Acoger un evento como la Final Four siempre es motivo de alegría por su dimensión y por el reconocimiento que supone para la trayectoria baloncestística de la ciudad y particularmente de su equipo, Saski Baskonia. Pero una vez que todos nos hemos congratulado por ello, creo que ha llegado la hora de preguntarse si podemos hacer de esto algo más que un hito que otorgue a la ciudad una notoriedad puntual a nivel mundial y una dinamización económica limitada a unos pocos días y unos pocos sectores (hostelería, alojamientos). Es el turno de pensar en qué medida el deporte forma o puede formar parte de nuestra identidad como ciudad (marca ciudad) y ser un motor de su actividad económica y social.

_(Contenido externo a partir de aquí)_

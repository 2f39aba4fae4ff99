// src/web/handlers/mod.rs

pub mod product_handlers;
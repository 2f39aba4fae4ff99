// src/web/handlers/product_handlers.rs

use actix_web::{web, HttpResponse};
use tracing::{info, instrument, warn};

use crate::errors::AppError;
use crate::models::ProductInput;
use crate::state::AppState;
use crate::validation::validate;

#[instrument(name = "handler::list_products", skip(app_state))]
pub async fn list_products_handler(app_state: web::Data<AppState>) -> Result<HttpResponse, AppError> {
  let products = app_state.store.list().await?;
  info!("Successfully fetched {} products.", products.len());
  Ok(HttpResponse::Ok().json(products))
}

#[instrument(name = "handler::get_product", skip(app_state, path), fields(product_id = %path.as_ref()))]
pub async fn get_product_handler(
  app_state: web::Data<AppState>,
  path: web::Path<i32>,
) -> Result<HttpResponse, AppError> {
  let product_id = path.into_inner();

  match app_state.store.get(product_id).await? {
    Some(product) => {
      info!("Product {} fetched successfully.", product_id);
      Ok(HttpResponse::Ok().json(product))
    }
    None => {
      warn!("Product with ID {} not found.", product_id);
      Err(AppError::NotFound(format!("Product with ID {} not found.", product_id)))
    }
  }
}

#[instrument(name = "handler::create_product", skip(app_state, payload))]
pub async fn create_product_handler(
  app_state: web::Data<AppState>,
  payload: web::Json<ProductInput>,
) -> Result<HttpResponse, AppError> {
  let input = payload.into_inner();

  let errors = validate(&input);
  if !errors.is_empty() {
    warn!("Rejecting product creation with {} validation error(s).", errors.len());
    return Err(AppError::Validation(errors));
  }

  let product = app_state.store.insert(&input).await?;
  info!(product_id = product.id, "Product created.");

  Ok(
    HttpResponse::Created()
      .insert_header(("Location", format!("/api/product/{}", product.id)))
      .json(product),
  )
}

#[instrument(name = "handler::update_product", skip(app_state, path, payload), fields(product_id = %path.as_ref()))]
pub async fn update_product_handler(
  app_state: web::Data<AppState>,
  path: web::Path<i32>,
  payload: web::Json<ProductInput>,
) -> Result<HttpResponse, AppError> {
  let product_id = path.into_inner();
  let input = payload.into_inner();

  // Validation runs before the existence check, so an invalid payload for a
  // missing id still reports the field errors.
  let errors = validate(&input);
  if !errors.is_empty() {
    warn!("Rejecting product update with {} validation error(s).", errors.len());
    return Err(AppError::Validation(errors));
  }

  match app_state.store.update(product_id, &input).await? {
    Some(product) => {
      info!(product_id = product.id, "Product updated.");
      Ok(HttpResponse::Ok().json(product))
    }
    None => {
      warn!("Product with ID {} not found for update.", product_id);
      Err(AppError::NotFound(format!("Product with ID {} not found.", product_id)))
    }
  }
}

#[instrument(name = "handler::delete_product", skip(app_state, path), fields(product_id = %path.as_ref()))]
pub async fn delete_product_handler(
  app_state: web::Data<AppState>,
  path: web::Path<i32>,
) -> Result<HttpResponse, AppError> {
  let product_id = path.into_inner();

  if app_state.store.delete(product_id).await? {
    info!("Product {} deleted.", product_id);
    Ok(HttpResponse::NoContent().finish())
  } else {
    warn!("Product with ID {} not found for delete.", product_id);
    Err(AppError::NotFound(format!("Product with ID {} not found.", product_id)))
  }
}
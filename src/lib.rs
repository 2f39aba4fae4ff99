// src/lib.rs

//! Minimal product-catalog CRUD system.
//!
//! The crate hosts three layers over one relational table:
//!  - the REST API (`web`, `store`, `validation`) served by the
//!    `product_catalog_server` binary;
//!  - the typed HTTP client (`client`) issuing the five calls;
//!  - framework-free view state (`ui`) for the list/create/edit screens.

pub mod client;
pub mod config;
pub mod errors;
pub mod models;
pub mod state;
pub mod store;
pub mod ui;
pub mod validation;
pub mod web;

pub use crate::errors::AppError;
pub use crate::models::{Product, ProductInput};
pub use crate::validation::{validate, FieldError, Rule};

Contamos con unos mimbres envidiables para ello. Baskonia y Alavés son clubes modélicos en su modelo de gestión, envidiados y copiados en Europa y todo ello en el contexto de una ciudad de tamaño medio que no cuenta con los recursos de las grandes urbes. Vitoria goza de unas instalaciones deportivas mejorables, si, pero muy por encima de la media de cualquier ciudad de su entorno. Un escenario natural inigualable (Anillo verde, Montes de Vitoria, Embalse de Ullibarri). Deportistas de primer nivel como Martín Fiz, Iván Fernández, Elena Loyo, Eneko Llanos o Tania Calvo (perdón por los que me dejo sin nombrar). Profesionales de primer nivel mundial (triatlón, natación…) que entrenan regularmente en Vitoria. Y eventos consolidados o recurrentes como el Triatlón de Vitoria, Maratón Martín Fiz, Carreras populares o varias ediciones de la Copa del Rey (también otros que lamentablemente se han perdido como Mendi Film Festival o Euskal Gym). El reto consiste en saber aprovechar la Final Four para articular todos estos elementos y hacer que el deporte se convierta en una seña de identidad de la ciudad y en un motor económico y social.

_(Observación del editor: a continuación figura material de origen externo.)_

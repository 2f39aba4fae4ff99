// src/store/memory.rs

use async_trait::async_trait;
use parking_lot::Mutex;

use crate::errors::Result;
use crate::models::{Product, ProductInput};
use crate::store::ProductStore;

/// In-memory [`ProductStore`] used by tests and client demos.
///
/// Rows are kept in insertion order, which doubles as ascending-id order
/// since the id counter is monotonic. Ids are never reused after deletion,
/// matching the SERIAL behavior of the Postgres store.
#[derive(Debug, Default)]
pub struct MemoryProductStore {
  inner: Mutex<Inner>,
}

#[derive(Debug)]
struct Inner {
  rows: Vec<Product>,
  next_id: i32,
}

impl Default for Inner {
  fn default() -> Self {
    Self { rows: Vec::new(), next_id: 1 }
  }
}

impl MemoryProductStore {
  pub fn new() -> Self {
    Self::default()
  }
}

#[async_trait]
impl ProductStore for MemoryProductStore {
  async fn list(&self) -> Result<Vec<Product>> {
    Ok(self.inner.lock().rows.clone())
  }

  async fn get(&self, id: i32) -> Result<Option<Product>> {
    Ok(self.inner.lock().rows.iter().find(|p| p.id == id).cloned())
  }

  async fn insert(&self, input: &ProductInput) -> Result<Product> {
    let mut inner = self.inner.lock();
    let product = Product {
      id: inner.next_id,
      name: input.name.clone(),
      description: input.description.clone(),
      price: input.price,
    };
    inner.next_id += 1;
    inner.rows.push(product.clone());
    Ok(product)
  }

  async fn update(&self, id: i32, input: &ProductInput) -> Result<Option<Product>> {
    let mut inner = self.inner.lock();
    match inner.rows.iter_mut().find(|p| p.id == id) {
      Some(row) => {
        row.name = input.name.clone();
        row.description = input.description.clone();
        row.price = input.price;
        Ok(Some(row.clone()))
      }
      None => Ok(None),
    }
  }

  async fn delete(&self, id: i32) -> Result<bool> {
    let mut inner = self.inner.lock();
    let before = inner.rows.len();
    inner.rows.retain(|p| p.id != id);
    Ok(inner.rows.len() < before)
  }
}
// src/ui/list_view.rs

use tracing::warn;

use crate::client::{ApiClient, Result};
use crate::models::Product;
use crate::ui::notify::Notification;

/// Upper bound of the price slider before any products have been loaded.
pub const DEFAULT_MAX_PRICE: f64 = 10_000.0;

/// Confirmation prompt shown before a staged deletion runs.
pub const DELETE_PROMPT: &str = "Are you sure you want to delete this product?";

/// State of the product list screen: the full list, the free-text search
/// string, the price range, and the derived filtered list.
#[derive(Debug)]
pub struct ProductListView {
  products: Vec<Product>,
  filtered: Vec<Product>,
  search_text: String,
  price_range: (f64, f64),
  max_price: f64,
  loading: bool,
  pending_delete: Option<i32>,
}

impl Default for ProductListView {
  fn default() -> Self {
    Self::new()
  }
}

impl ProductListView {
  pub fn new() -> Self {
    Self {
      products: Vec::new(),
      filtered: Vec::new(),
      search_text: String::new(),
      price_range: (0.0, DEFAULT_MAX_PRICE),
      max_price: DEFAULT_MAX_PRICE,
      loading: true,
      pending_delete: None,
    }
  }

  /// Fetches the full list and replaces the view state with it.
  pub async fn load(&mut self, api: &ApiClient) -> Result<()> {
    let products = api.list_products().await?;
    self.set_products(products);
    Ok(())
  }

  /// Replaces the source list, recomputes the slider bounds, and refilters.
  ///
  /// The maximum price is recomputed only here, at load time. A create or
  /// update performed elsewhere leaves the slider's upper bound stale until
  /// the next reload; that staleness is intentional.
  pub fn set_products(&mut self, products: Vec<Product>) {
    if !products.is_empty() {
      let max_price = products.iter().map(|p| p.price).fold(f64::MIN, f64::max);
      self.max_price = max_price;
      self.price_range = (0.0, max_price);
    }
    self.products = products;
    self.loading = false;
    self.refilter();
  }

  pub fn set_search_text(&mut self, text: &str) {
    self.search_text = text.to_string();
    self.refilter();
  }

  /// Clamps nothing: the caller owns slider semantics, the view just filters.
  pub fn set_price_range(&mut self, low: f64, high: f64) {
    self.price_range = (low, high);
    self.refilter();
  }

  pub fn products(&self) -> &[Product] {
    &self.products
  }

  pub fn filtered(&self) -> &[Product] {
    &self.filtered
  }

  pub fn search_text(&self) -> &str {
    &self.search_text
  }

  pub fn price_range(&self) -> (f64, f64) {
    self.price_range
  }

  pub fn max_price(&self) -> f64 {
    self.max_price
  }

  pub fn is_loading(&self) -> bool {
    self.loading
  }

  fn refilter(&mut self) {
    self.filtered = filter_products(&self.products, &self.search_text, self.price_range);
  }

  /// Stages a deletion and returns the confirmation prompt to display.
  /// Nothing is sent to the server until [`confirm_delete`] runs.
  ///
  /// [`confirm_delete`]: ProductListView::confirm_delete
  pub fn request_delete(&mut self, id: i32) -> &'static str {
    self.pending_delete = Some(id);
    DELETE_PROMPT
  }

  /// Drops the staged deletion without calling the server.
  pub fn cancel_delete(&mut self) {
    self.pending_delete = None;
  }

  pub fn pending_delete(&self) -> Option<i32> {
    self.pending_delete
  }

  /// Runs the staged deletion. On success the full list is reloaded and a
  /// success toast is returned; on failure an error toast. Returns `None`
  /// when no deletion was staged.
  pub async fn confirm_delete(&mut self, api: &ApiClient) -> Option<Notification> {
    let id = self.pending_delete.take()?;
    match api.delete_product(id).await {
      Ok(()) => {
        if let Err(e) = self.load(api).await {
          warn!(error = %e, "Reload after delete failed.");
        }
        Some(Notification::success("Product deleted successfully"))
      }
      Err(_) => Some(Notification::error("Failed to delete product")),
    }
  }
}

/// The filter predicate over the full source list: a product passes iff the
/// search text is empty or its name/description contains it
/// (case-insensitive), and its price lies within `[low, high]` inclusive.
/// The whole derived list is recomputed on every change.
pub fn filter_products(products: &[Product], search_text: &str, (low, high): (f64, f64)) -> Vec<Product> {
  let needle = search_text.to_lowercase();
  products
    .iter()
    .filter(|product| {
      let matches_search = needle.is_empty()
        || product.name.to_lowercase().contains(&needle)
        || product.description.to_lowercase().contains(&needle);
      let matches_price = product.price >= low && product.price <= high;
      matches_search && matches_price
    })
    .cloned()
    .collect()
}

#[cfg(test)]
mod tests {
  use super::*;

  fn product(id: i32, name: &str, description: &str, price: f64) -> Product {
    Product {
      id,
      name: name.to_string(),
      description: description.to_string(),
      price,
    }
  }

  fn sample_list() -> Vec<Product> {
    vec![
      product(1, "Widget", "A small widget", 9.99),
      product(2, "Gadget", "A shiny GADGET", 25.00),
      product(3, "Doodad", "Contains widget parts", 100.00),
    ]
  }

  #[test]
  fn empty_search_and_open_range_returns_full_list() {
    let list = sample_list();
    let filtered = filter_products(&list, "", (0.0, f64::INFINITY));
    assert_eq!(filtered, list);
  }

  #[test]
  fn search_matches_name_or_description_case_insensitively() {
    let list = sample_list();

    let by_name = filter_products(&list, "gAdGeT", (0.0, f64::INFINITY));
    assert_eq!(by_name.len(), 1);
    assert_eq!(by_name[0].id, 2);

    // "widget" appears in the name of #1 and the description of #3.
    let ids: Vec<i32> = filter_products(&list, "widget", (0.0, f64::INFINITY))
      .iter()
      .map(|p| p.id)
      .collect();
    assert_eq!(ids, vec![1, 3]);
  }

  #[test]
  fn price_bounds_are_inclusive() {
    let list = sample_list();
    let ids: Vec<i32> = filter_products(&list, "", (9.99, 25.00)).iter().map(|p| p.id).collect();
    assert_eq!(ids, vec![1, 2]);
  }

  #[test]
  fn search_and_price_conditions_combine() {
    let list = sample_list();
    let filtered = filter_products(&list, "widget", (50.0, 200.0));
    assert_eq!(filtered.len(), 1);
    assert_eq!(filtered[0].id, 3);
  }

  #[test]
  fn load_resets_range_to_observed_maximum() {
    let mut view = ProductListView::new();
    assert_eq!(view.max_price(), DEFAULT_MAX_PRICE);
    assert!(view.is_loading());

    view.set_products(sample_list());
    assert!(!view.is_loading());
    assert_eq!(view.max_price(), 100.00);
    assert_eq!(view.price_range(), (0.0, 100.00));
    assert_eq!(view.filtered().len(), 3);
  }

  #[test]
  fn empty_load_keeps_default_upper_bound() {
    let mut view = ProductListView::new();
    view.set_products(Vec::new());
    assert_eq!(view.max_price(), DEFAULT_MAX_PRICE);
    assert_eq!(view.price_range(), (0.0, DEFAULT_MAX_PRICE));
    assert!(view.filtered().is_empty());
  }

  #[test]
  fn changing_search_or_range_recomputes_derived_list() {
    let mut view = ProductListView::new();
    view.set_products(sample_list());

    view.set_search_text("gadget");
    assert_eq!(view.filtered().len(), 1);

    view.set_search_text("");
    view.set_price_range(0.0, 10.0);
    assert_eq!(view.filtered().len(), 1);
    assert_eq!(view.filtered()[0].id, 1);
  }

  #[test]
  fn delete_is_staged_until_confirmed_or_cancelled() {
    let mut view = ProductListView::new();
    view.set_products(sample_list());

    assert_eq!(view.request_delete(2), DELETE_PROMPT);
    assert_eq!(view.pending_delete(), Some(2));

    view.cancel_delete();
    assert_eq!(view.pending_delete(), None);
    // The list itself is untouched; nothing was sent to the server.
    assert_eq!(view.products().len(), 3);
  }
}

Vitoria nunca acogerá una final de Champions League, ni será sede de un mundial de fútbol ni celebrará unas olimpiadas. Pero puede acoger eventos de tamaño medio que sirvan para crear cultura del deporte (como ya está ocurriendo) y dinamizar la economía. Sin embargo, no es la atracción de eventos la cuestión crucial, sino generar dinámicas que favorezcan un desarrollo de la industria del deporte. La educación (Grupo Baskonia Alavés presentó su proyecto de Universidad y recordemos también que aquí tenemos una Facultad de Ciencias del deporte que en ocasiones parece vivir de espaldas a la ciudad) y la investigación (salud, rendimiento deportivo, material y equipamientos, impacto social del deporte) podrían ser la base sobre la que sustentar un entorno económico en el que desarrollar empresas y proyectos con impacto en el mundo del deporte: empresas de gestión, eventos, alojamientos especializados, biotecnología, staff técnicos, materiales, aplicaciones del Internet of things al deporte, o como en otras ciudades, alojamientos, servicios e infraestructuras especializados para equipos profesionales o aficionados amateurs.

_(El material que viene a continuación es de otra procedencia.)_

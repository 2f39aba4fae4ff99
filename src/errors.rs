// src/errors.rs

use actix_web::{HttpResponse, ResponseError};
use serde_json::json;
use thiserror::Error;

use crate::validation::FieldError;

#[derive(Debug, Error)]
pub enum AppError {
  #[error("Validation failed with {} field error(s)", .0.len())]
  Validation(Vec<FieldError>),

  #[error("Resource Not Found: {0}")]
  NotFound(String),

  #[error("Configuration Error: {0}")]
  Config(String),

  #[error("Database Error: {0}")]
  Sqlx(#[from] sqlx::Error),

  #[error("Internal Server Error: {0}")]
  Internal(String),
}

// Allow anyhow::Error to be converted into AppError::Internal for convenience
// in handlers that call `?` on functions returning anyhow::Result.
impl From<anyhow::Error> for AppError {
  fn from(err: anyhow::Error) -> Self {
    if err.is::<sqlx::Error>() {
      match err.downcast::<sqlx::Error>() {
        Ok(sqlx_err) => return AppError::Sqlx(sqlx_err),
        Err(other) => return AppError::Internal(other.to_string()),
      }
    }
    AppError::Internal(err.to_string())
  }
}

impl ResponseError for AppError {
  fn error_response(&self) -> HttpResponse {
    // Log the full error when it's turned into a response.
    tracing::error!(application_error = %self, "Responding with error");
    match self {
      // Validation failures return the bare array of field errors so the
      // client can attach each message to its input field.
      AppError::Validation(errors) => HttpResponse::BadRequest().json(errors),
      AppError::NotFound(m) => HttpResponse::NotFound().json(json!({"error": m})),
      AppError::Config(m) => {
        HttpResponse::InternalServerError().json(json!({"error": "Configuration issue", "detail": m}))
      }
      AppError::Sqlx(_) => HttpResponse::InternalServerError().json(json!({"error": "Database operation failed"})),
      AppError::Internal(m) => {
        HttpResponse::InternalServerError().json(json!({"error": "An internal error occurred", "detail": m}))
      }
    }
  }
}

// Result type alias for the application.
pub type Result<T, E = AppError> = std::result::Result<T, E>;
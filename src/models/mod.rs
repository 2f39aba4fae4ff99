// src/models/mod.rs

//! Data structures representing the persisted entity and its request payload.

pub mod product;

pub use product::{Product, ProductInput};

Además, el deporte ofrece una dimensión social que engarza con los que para mí son los dos ejes sobre los que se asienta la marca de la ciudad y sobre los que puede crecer y desarrollarse en el futuro: la sostenibilidad medioambiental y la salud. Una concepción del deporte relacionada con la mejora del bienestar social, la salud, la transmisión de valores, la cohesión social y la sostenibilidad ambiental se convierte en un activo para todas las personas que vivimos aquí.

En manos de todos, aunque de unos más que de otros, está que esta Final Four no quede como un bonito recuerdo (que a ser posible termine con Baskonia como campeón de Europa) sino que sea el embrión de algo más grande para una ciudad muy necesitada de afianzar su identidad para desarrollarse en lo económico y lo social. Veremos si al fin podemos encontrar un rumbo o si, como ocurrió con Green Capital o la capitalidad gastronómica, nos volvemos a quedar a medio camino.